Enforced sociability is not an enticing prospect after a hard days tramping. But since we had no books with us, we were left with no choice. Fortunately, the group staying with us at Awaroa Hut turned out to be an affable lot, and incorporated an eccentric Dutch family, with a very funny Dad. Andy always tells Dutch people we meet that I speak the lingo, which is embarrassing and kind of not really true anymore. Usually they look quite unimpressed, but not this bloke - at every opportunity, he'd launch into his native tongue, and ask me questions about my time in Holland.

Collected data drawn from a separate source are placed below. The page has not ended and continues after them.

//! Deterministic fixed-point 2D vectors for lockstep simulation.
//!
//! [`fixed_math`] is the deterministic core. [`interop`] converts to and from bevy's
//! float vectors at the rendering/input boundary. [`replay`] and [`config`] back the
//! `lockstep_vec2` binary, which replays operation scenarios and prints a digest peers
//! can compare.

pub mod config;
pub mod fixed_math;
pub mod interop;
pub mod replay;

pub use fixed_math::{FixedNum, FixedVec2, Scalar, Vector2};
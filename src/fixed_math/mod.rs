//! Deterministic fixed-point mathematics library.
//!
//! This module provides deterministic math types and operations using fixed-point
//! arithmetic to ensure identical behavior across different platforms and architectures.
//! This is critical for multiplayer lockstep networking where all clients must simulate
//! identically.
//!
//! Every arithmetic path wraps on overflow instead of panicking or saturating, and every
//! division by zero has one defined result (see [`Scalar::wrapping_div`]). Nothing in
//! here ever touches a floating-point value except the explicit `to_f32`/`from_f32`
//! boundary conversions.

use fixed::types::I48F16;

pub use scalar::Scalar;
pub use vec2::{FixedVec2, Vector2};

mod geometry;
mod scalar;
pub mod trig;
mod vec2;

#[cfg(test)]
mod tests;

/// Fixed-point number type used throughout the simulation.
///
/// Uses I48F16 format: 48 bits for the integer part, 16 bits for the fractional part.
/// This provides a range of approximately ±140 trillion with a precision of ~0.000015.
pub type FixedNum = I48F16;
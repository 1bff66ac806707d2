use super::*;
use std::cmp::Ordering;

fn num(value: f64) -> FixedNum {
    FixedNum::from_num(value)
}

fn vec(x: f64, y: f64) -> FixedVec2 {
    FixedVec2::from_num(x, y)
}

fn assert_close(actual: FixedNum, expected: FixedNum, tolerance: FixedNum, what: &str) {
    let diff = (actual - expected).abs();
    assert!(
        diff <= tolerance,
        "{}: expected {} but got {} (diff {})",
        what,
        expected,
        actual,
        diff
    );
}

/// Vectors with components in roughly ±1000, drawn from raw bits.
fn random_vec(rng: &mut fastrand::Rng) -> FixedVec2 {
    let range = -(1000i64 << 16)..(1000i64 << 16);
    FixedVec2::new(
        FixedNum::from_bits(rng.i64(range.clone())),
        FixedNum::from_bits(rng.i64(range)),
    )
}

#[test]
fn test_constants() {
    assert_eq!(FixedVec2::ZERO, vec(0.0, 0.0));
    assert_eq!(FixedVec2::IDENTITY, vec(1.0, 0.0));
    assert_eq!(FixedVec2::default(), FixedVec2::ZERO);
}

#[test]
fn test_dot_and_add_are_commutative() {
    let mut rng = fastrand::Rng::with_seed(0x5eed);
    for _ in 0..500 {
        let a = random_vec(&mut rng);
        let b = random_vec(&mut rng);
        assert_eq!(a.dot(b), b.dot(a), "dot should commute for {} and {}", a, b);
        assert_eq!(a + b, b + a, "add should commute for {} and {}", a, b);
        assert_eq!(a.cross(a), FixedNum::ZERO, "cross with self should be zero for {}", a);
    }
}

#[test]
fn test_normalize_zero_stays_zero() {
    assert_eq!(FixedVec2::ZERO.normalize(), FixedVec2::ZERO);

    let mut v = FixedVec2::ZERO;
    v.normalize_in_place();
    assert_eq!(v, FixedVec2::ZERO, "in-place normalize must leave the zero vector alone");
}

#[test]
fn test_normalize_yields_unit_length() {
    let mut rng = fastrand::Rng::with_seed(42);
    let tolerance = num(1.0 / 1024.0);
    for _ in 0..500 {
        let v = random_vec(&mut rng);
        if v.magnitude() < FixedNum::ONE {
            continue;
        }
        assert_close(v.normalize().magnitude(), FixedNum::ONE, tolerance, "normalized magnitude");

        let mut in_place = v;
        in_place.normalize_in_place();
        assert_eq!(in_place, v.normalize(), "in-place and immutable normalize should agree");
    }
}

#[test]
fn test_quarter_turns_compose_to_negation() {
    let mut rng = fastrand::Rng::with_seed(9);
    for _ in 0..500 {
        let v = random_vec(&mut rng);
        assert_eq!(v.rotate_left_90().rotate_left_90(), -v);
        assert_eq!(v.rotate_right_90().rotate_right_90(), -v);
        assert_eq!(v.rotate_left_90().rotate_right_90(), v);
    }

    assert_eq!(vec(1.0, 2.0).rotate_left_90(), vec(-2.0, 1.0));
    assert_eq!(vec(1.0, 2.0).rotate_right_90(), vec(2.0, -1.0));
}

#[test]
fn test_distance_is_symmetric() {
    let mut rng = fastrand::Rng::with_seed(1234);
    for _ in 0..500 {
        let a = random_vec(&mut rng);
        let b = random_vec(&mut rng);
        assert_eq!(a.distance(b), b.distance(a));
        assert_eq!(a.distance_squared(b), (a - b).magnitude_squared());
    }
    assert_eq!(vec(1.0, 1.0).distance(vec(4.0, 5.0)), num(5.0));
}

#[test]
fn test_truncate_within_bound_is_identity() {
    let v = vec(3.0, 4.0);
    assert_eq!(v.truncate(num(5.0)), v, "length equal to the bound is not clamped");
    assert_eq!(v.truncate(num(10.0)), v);
    assert_eq!(FixedVec2::ZERO.truncate(FixedNum::ZERO), FixedVec2::ZERO);
}

#[test]
fn test_truncate_clamps_length_and_keeps_direction() {
    let tolerance = num(1.0 / 256.0);
    let mut rng = fastrand::Rng::with_seed(77);
    for _ in 0..200 {
        let v = random_vec(&mut rng);
        if v.magnitude() < num(10.0) {
            continue;
        }
        let max = num(2.5);
        let t = v.truncate(max);
        assert_close(t.magnitude(), max, tolerance, "truncated magnitude");
        assert!(t.dot(v) > FixedNum::ZERO, "truncate must not flip direction of {}", v);
        assert_close(t.normalize().cross(v.normalize()), FixedNum::ZERO, tolerance, "direction");
    }
}

#[test]
fn test_three_four_five() {
    let v = vec(3.0, 4.0);
    assert_eq!(v.magnitude_squared(), num(25.0));
    assert_eq!(v.magnitude(), num(5.0));
    assert_eq!(v.length(), v.magnitude());
    assert_eq!(v.length_squared(), v.magnitude_squared());

    let n = v.normalize();
    let tolerance = FixedNum::DELTA;
    assert_close(n.x, num(0.6), tolerance, "normalized x");
    assert_close(n.y, num(0.8), tolerance, "normalized y");
}

#[test]
fn test_orthogonal_unit_vectors() {
    let a = vec(1.0, 0.0);
    let b = vec(0.0, 1.0);
    assert_eq!(a.dot(b), FixedNum::ZERO);
    assert_eq!(a.cross(b), FixedNum::ONE);
    assert_eq!(b.cross(a), -FixedNum::ONE);
    assert_eq!(a.angle_between(b), trig::FRAC_PI_2);
    assert_eq!(b.angle_between(a), -trig::FRAC_PI_2);
}

#[test]
fn test_fast_in_range_is_axis_aligned() {
    let dist = num(1.5);
    assert!(FixedVec2::ZERO.fast_in_range(vec(1.0, 1.0), dist));
    assert!(!FixedVec2::ZERO.fast_in_range(vec(1.6, 0.0), dist));
    // Outside the circle of radius 1.5 but inside the box.
    assert!(FixedVec2::ZERO.fast_in_range(vec(1.4, 1.4), dist));
    // The bound itself is excluded.
    assert!(!FixedVec2::ZERO.fast_in_range(vec(1.5, 0.0), dist));
}

#[test]
fn test_ordering_is_weak() {
    let a = vec(2.0, 0.0);
    let b = vec(0.0, 2.0);
    assert!(a != b);
    assert!(!(a > b));
    assert!(!(b > a));
    assert!(!(a < b));
    assert_eq!(a.partial_cmp(&b), None);
    assert_eq!(a.compare_component_sum(&b), Ordering::Equal);

    let c = vec(1.0, 2.0);
    assert!(c > a, "sum 3 should exceed sum 2");
    assert!(a < c);
    assert_eq!(a.partial_cmp(&a), Some(Ordering::Equal));
}

#[test]
fn test_sort_by_component_sum() {
    let mut points = vec![vec(5.0, -1.0), vec(0.0, 0.0), vec(-3.0, 1.0), vec(1.0, 1.0)];
    points.sort_by(FixedVec2::compare_component_sum);
    let sums: Vec<FixedNum> = points.iter().map(|p| p.component_sum()).collect();
    assert_eq!(sums, vec![num(-2.0), num(0.0), num(2.0), num(4.0)]);
}

#[test]
fn test_broadcast_equality() {
    assert!(FixedVec2::splat(num(2.0)) == num(2.0));
    assert!(vec(2.0, 3.0) != num(2.0));
    assert!(FixedVec2::ZERO.is_splat(FixedNum::ZERO));
    assert!(!FixedVec2::IDENTITY.is_splat(FixedNum::ONE));
}

#[test]
fn test_arithmetic_operators() {
    let a = vec(6.0, -4.0);
    let b = vec(2.0, 8.0);
    assert_eq!(a + b, vec(8.0, 4.0));
    assert_eq!(a - b, vec(4.0, -12.0));
    assert_eq!(a * b, vec(12.0, -32.0));
    assert_eq!(a / b, vec(3.0, -0.5));
    assert_eq!(a * num(0.5), vec(3.0, -2.0));
    assert_eq!(a / num(2.0), vec(3.0, -2.0));
    assert_eq!(-a, vec(-6.0, 4.0));
    assert_eq!(a.abs(), vec(6.0, 4.0));
}

#[test]
fn test_overflow_wraps() {
    let edge = FixedVec2::new(FixedNum::MAX, FixedNum::MIN);
    let step = FixedVec2::new(FixedNum::DELTA, FixedNum::DELTA);
    assert_eq!(edge + step, FixedVec2::new(FixedNum::MIN, FixedNum::MIN + FixedNum::DELTA));
    assert_eq!(FixedVec2::new(FixedNum::MIN, FixedNum::ZERO) - step, FixedVec2::new(FixedNum::MAX, -FixedNum::DELTA));
    assert_eq!(-FixedVec2::new(FixedNum::MIN, FixedNum::ZERO), FixedVec2::new(FixedNum::MIN, FixedNum::ZERO));

    // Squaring a huge component wraps instead of panicking.
    let huge = FixedVec2::new(FixedNum::MAX, FixedNum::MAX);
    let _ = huge.magnitude_squared();
    let _ = huge.normalize();
}

#[test]
fn test_division_by_zero_is_defined() {
    let v = vec(3.0, -3.0);
    assert_eq!(v / FixedNum::ZERO, FixedVec2::new(FixedNum::MAX, FixedNum::MIN));
    assert_eq!(FixedVec2::ZERO / FixedNum::ZERO, FixedVec2::ZERO);
    assert_eq!(v / vec(0.0, 1.0), FixedVec2::new(FixedNum::MAX, num(-3.0)));
}

#[test]
fn test_project() {
    assert_eq!(vec(3.0, 4.0).project(vec(1.0, 0.0)), vec(3.0, 0.0));
    assert_eq!(vec(3.0, 4.0).project(vec(0.0, 2.0)), vec(0.0, 4.0));
    assert_eq!(vec(3.0, 4.0).project(FixedVec2::ZERO), FixedVec2::ZERO);
}

#[test]
fn test_rotate() {
    let tolerance = num(1.0 / 4096.0);
    let r = FixedVec2::IDENTITY.rotate(trig::FRAC_PI_2);
    assert_close(r.x, FixedNum::ZERO, tolerance, "rotated x");
    assert_close(r.y, FixedNum::ONE, tolerance, "rotated y");

    let r = vec(2.0, 0.0).rotate(trig::PI);
    assert_close(r.x, num(-2.0), tolerance, "half turn x");
    assert_close(r.y, FixedNum::ZERO, tolerance, "half turn y");

    assert_eq!(vec(3.0, 4.0).rotate(FixedNum::ZERO), vec(3.0, 4.0));
}

#[test]
fn test_trig_values() {
    let tolerance = num(2.0 / 65536.0);
    assert_eq!(FixedNum::ZERO.sin(), FixedNum::ZERO);
    assert_eq!(Scalar::cos(FixedNum::ZERO), FixedNum::ONE);
    assert_eq!(Scalar::sin(trig::FRAC_PI_2), FixedNum::ONE);
    assert_eq!(Scalar::cos(trig::FRAC_PI_2), FixedNum::ZERO);
    assert_close(Scalar::cos(trig::PI), -FixedNum::ONE, tolerance, "cos(pi)");
    assert_close(Scalar::sin(num(0.5)), num(0.479_425_538_6), tolerance, "sin(0.5)");
    assert_close(Scalar::cos(num(-2.0)), num(-0.416_146_836_5), tolerance, "cos(-2)");

    // Large angles reduce to the same value.
    let base = num(0.75);
    let wound = base + num(200.0 * std::f64::consts::PI);
    assert_close(Scalar::sin(wound), Scalar::sin(base), num(1.0 / 512.0), "reduced sin");
}

#[test]
fn test_atan2_quadrants() {
    let tolerance = num(2.0 / 65536.0);
    let one = FixedNum::ONE;
    assert_eq!(Scalar::atan2(FixedNum::ZERO, FixedNum::ZERO), FixedNum::ZERO);
    assert_eq!(Scalar::atan2(FixedNum::ZERO, one), FixedNum::ZERO);
    assert_eq!(Scalar::atan2(FixedNum::ZERO, -one), trig::PI);
    assert_close(Scalar::atan2(one, one), num(std::f64::consts::FRAC_PI_4), tolerance, "q1");
    assert_close(Scalar::atan2(one, -one), num(3.0 * std::f64::consts::FRAC_PI_4), tolerance, "q2");
    assert_close(Scalar::atan2(-one, -one), num(-3.0 * std::f64::consts::FRAC_PI_4), tolerance, "q3");
    assert_close(Scalar::atan2(-one, one), num(-std::f64::consts::FRAC_PI_4), tolerance, "q4");
    assert_close(Scalar::atan2(num(1.0), num(3.0)), num(0.321_750_554_4), tolerance, "shallow");
}

#[test]
fn test_scalar_edge_cases() {
    assert_eq!(Scalar::sqrt(num(-4.0)), FixedNum::ZERO);
    assert_eq!(Scalar::sqrt(num(16.0)), num(4.0));
    assert_eq!(Scalar::abs(FixedNum::MIN), FixedNum::MIN);
    assert_eq!(<FixedNum as Scalar>::from_f32(1.5), num(1.5));
    assert_eq!(<FixedNum as Scalar>::from_f32(f32::NAN), FixedNum::ZERO);
    assert_eq!(<FixedNum as Scalar>::from_f32(-0.000_01), FixedNum::ZERO);
    assert_eq!(<FixedNum as Scalar>::from_f32(f32::INFINITY), FixedNum::MAX);
    assert_eq!(Scalar::to_f32(num(-2.25)), -2.25);
}

#[test]
fn test_display() {
    assert_eq!(vec(3.0, -0.5).to_string(), "(3, -0.5)");
}

#[test]
fn test_serde_preserves_bits() {
    let v = FixedVec2::new(FixedNum::from_bits(123_456_789), FixedNum::MIN);
    let json = serde_json::to_string(&v).expect("serialize");
    let back: FixedVec2 = serde_json::from_str(&json).expect("deserialize");
    assert_eq!(back, v);
}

He said that his wife was also a nurse and worked on the 'vagina ward.' Then followed a hilarious debate about stem-cell research to which he added that he didn't agree with 'clooning.' Brilliant. Every time I said anything in shaky Dutch, he totally creased up.

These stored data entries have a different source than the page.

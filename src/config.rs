use std::path::{Path, PathBuf};

use serde::{Deserialize, Serialize};
use tracing::{error, info};

use crate::replay::ReplayError;

/// Default location of the harness configuration.
pub const DEFAULT_CONFIG_PATH: &str = "assets/replay_config.ron";

/// Replay harness configuration, loaded once at startup.
///
/// Missing fields fall back to [`HarnessConfig::default`], so a config file only has to
/// name what it changes.
#[derive(Deserialize, Serialize, Clone, Debug, PartialEq)]
#[serde(default)]
pub struct HarnessConfig {
    // Logging
    pub log_dir: PathBuf,
    pub log_keep_count: usize,
    /// `EnvFilter` directives, used when `RUST_LOG` is unset.
    pub log_filter: String,

    // Scenario selection
    /// RON scenario to replay. A seeded random scenario is generated when unset.
    pub scenario_path: Option<PathBuf>,
    pub random_seed: u64,
    pub random_steps: usize,
    /// Where to write the generated scenario so peers can replay it.
    pub save_generated_to: Option<PathBuf>,

    // Verification
    /// Digest the run must reproduce. The harness exits with failure on a mismatch.
    pub expected_digest: Option<u64>,
}

impl Default for HarnessConfig {
    fn default() -> Self {
        Self {
            log_dir: PathBuf::from("logs"),
            log_keep_count: 25,
            log_filter: "lockstep_vec2=info".to_string(),
            scenario_path: None,
            random_seed: 0x5eed,
            random_steps: 1024,
            save_generated_to: None,
            expected_digest: None,
        }
    }
}

impl HarnessConfig {
    pub fn from_ron_str(contents: &str) -> Result<Self, ReplayError> {
        Ok(ron::from_str(contents)?)
    }

    pub fn load(path: impl AsRef<Path>) -> Result<Self, ReplayError> {
        let path = path.as_ref();
        let contents = std::fs::read_to_string(path).map_err(|source| ReplayError::Io {
            path: path.to_path_buf(),
            source,
        })?;
        Self::from_ron_str(&contents)
    }

    /// Loads `path`, logging the failure and using the defaults when it cannot be read
    /// or parsed.
    pub fn load_or_default(path: impl AsRef<Path>) -> Self {
        let path = path.as_ref();
        match Self::load(path) {
            Ok(config) => {
                info!("Loaded harness config from {}", path.display());
                config
            }
            Err(e) => {
                error!("Failed to load harness config: {}", e);
                error!("Using default HarnessConfig");
                Self::default()
            }
        }
    }
}
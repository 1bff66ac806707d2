//! Lockstep replay harness.
//!
//! A [`Scenario`] is an ordered list of vector operations. Running it yields one
//! [`Outcome`] per operation and a 64-bit digest over their canonical encoding. Peers
//! that run the same scenario must produce the same digest; a mismatch means the math
//! diverged somewhere and the simulation would desync.

use std::fmt;
use std::io;
use std::path::PathBuf;

pub use digest::digest;
pub use scenario::{Op, Outcome, Report, Scenario};

mod digest;
mod scenario;


#[derive(Debug)]
pub enum ReplayError {
    Io { path: PathBuf, source: io::Error },
    Parse(ron::error::SpannedError),
    Format(ron::Error),
    Encode(bincode::Error),
}

impl fmt::Display for ReplayError {
    fn fmt(&self, f: &mut fmt::Formatter<'_>) -> fmt::Result {
        match self {
            ReplayError::Io { path, source } => write!(f, "failed to access {}: {}", path.display(), source),
            ReplayError::Parse(e) => write!(f, "invalid RON: {}", e),
            ReplayError::Format(e) => write!(f, "failed to write RON: {}", e),
            ReplayError::Encode(e) => write!(f, "failed to encode outcomes: {}", e),
        }
    }
}

impl std::error::Error for ReplayError {
    fn source(&self) -> Option<&(dyn std::error::Error + 'static)> {
        match self {
            ReplayError::Io { source, .. } => Some(source),
            ReplayError::Parse(e) => Some(e),
            ReplayError::Format(e) => Some(e),
            ReplayError::Encode(e) => Some(e),
        }
    }
}

impl From<ron::error::SpannedError> for ReplayError {
    fn from(e: ron::error::SpannedError) -> Self {
        ReplayError::Parse(e)
    }
}

impl From<ron::Error> for ReplayError {
    fn from(e: ron::Error) -> Self {
        ReplayError::Format(e)
    }
}

impl From<bincode::Error> for ReplayError {
    fn from(e: bincode::Error) -> Self {
        ReplayError::Encode(e)
    }
}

Also in the gang were a notably amarous Dutch/ Kiwi couple. Newly affiliated with the school of love, they took every opportunity to kiss and touch each other up quite publically, often whilst you were in the middle of talking to them. Not very polite, I would say! I know Jamie thinks I hate everyone I meet, but this time I feel my attack is justified. She was one of those overbearing types, always boasting about how fit she was blah, blah, blah. The fact that they were walking at a slower pace than even us would suggest otherwise. They went off to bed quite early, which was quite fortunate as I was already struggling to get down my 'Nasi Goreng' spacefood. By this stage I'd been in a lot of trouble regarding our dwindling food supply, especially as we compared our measly dinner to everyone elses. Then followed an improved night of sleep, free of mice.
The following morning, we were forced to hang around until low tide at around midday. This involved being in the company of the snoggers for far longer than was desirable, but they had loads of food with them and I was able to glean a couple of dry crackers from them (possible we could've stolen quite an amount - they wouldn't have noticed). Eventually the time came and we set off, trying to loose them along the way. She had developed blisters, been attacked by sandflies to an alarming degree and both feet were swollen. But is was still sort of funny when a bee stung her as well. Much drama ensued, involving the bloke trying to suck out the poison (any excuse to have another nibble), a trick I would've thought particularly dangerous with bee venom. Not keen to get involved with the possibility of having to perform an emergency tracheotomy with a encrusted spoon, we pretended not to notice (caring attitude prevails).
It felt good to be making progress and day three had us stumble across a beach stacked full of mussels. Given our fantastic tea the other night, we were keen to add a spot of protein to the proceedings. Most of the National Park is a totally protected marine environment, meaning you can't take even a shell from the beach. Lucky for us, Goat Bay marks the end of the marine park! We foraged for a while, yanking a combination of blue and Green Lip Mussels from their sturdy positions on the rocks. But the incoming tide meant we got a bit wet in the process. Anxious to reach Whariwharangi hut before they all opened and died, we took a wrong turn at the point when we were feeling knackered. Now, I won't go on, but I said it was the other way. Granted it wasn't clear from the sign, but what we had actually done was take an additional side-trek over the headland, resulting in a very tough extra hour uphill. Nice one. Still, we reached the hut eventually and got dinner on the go.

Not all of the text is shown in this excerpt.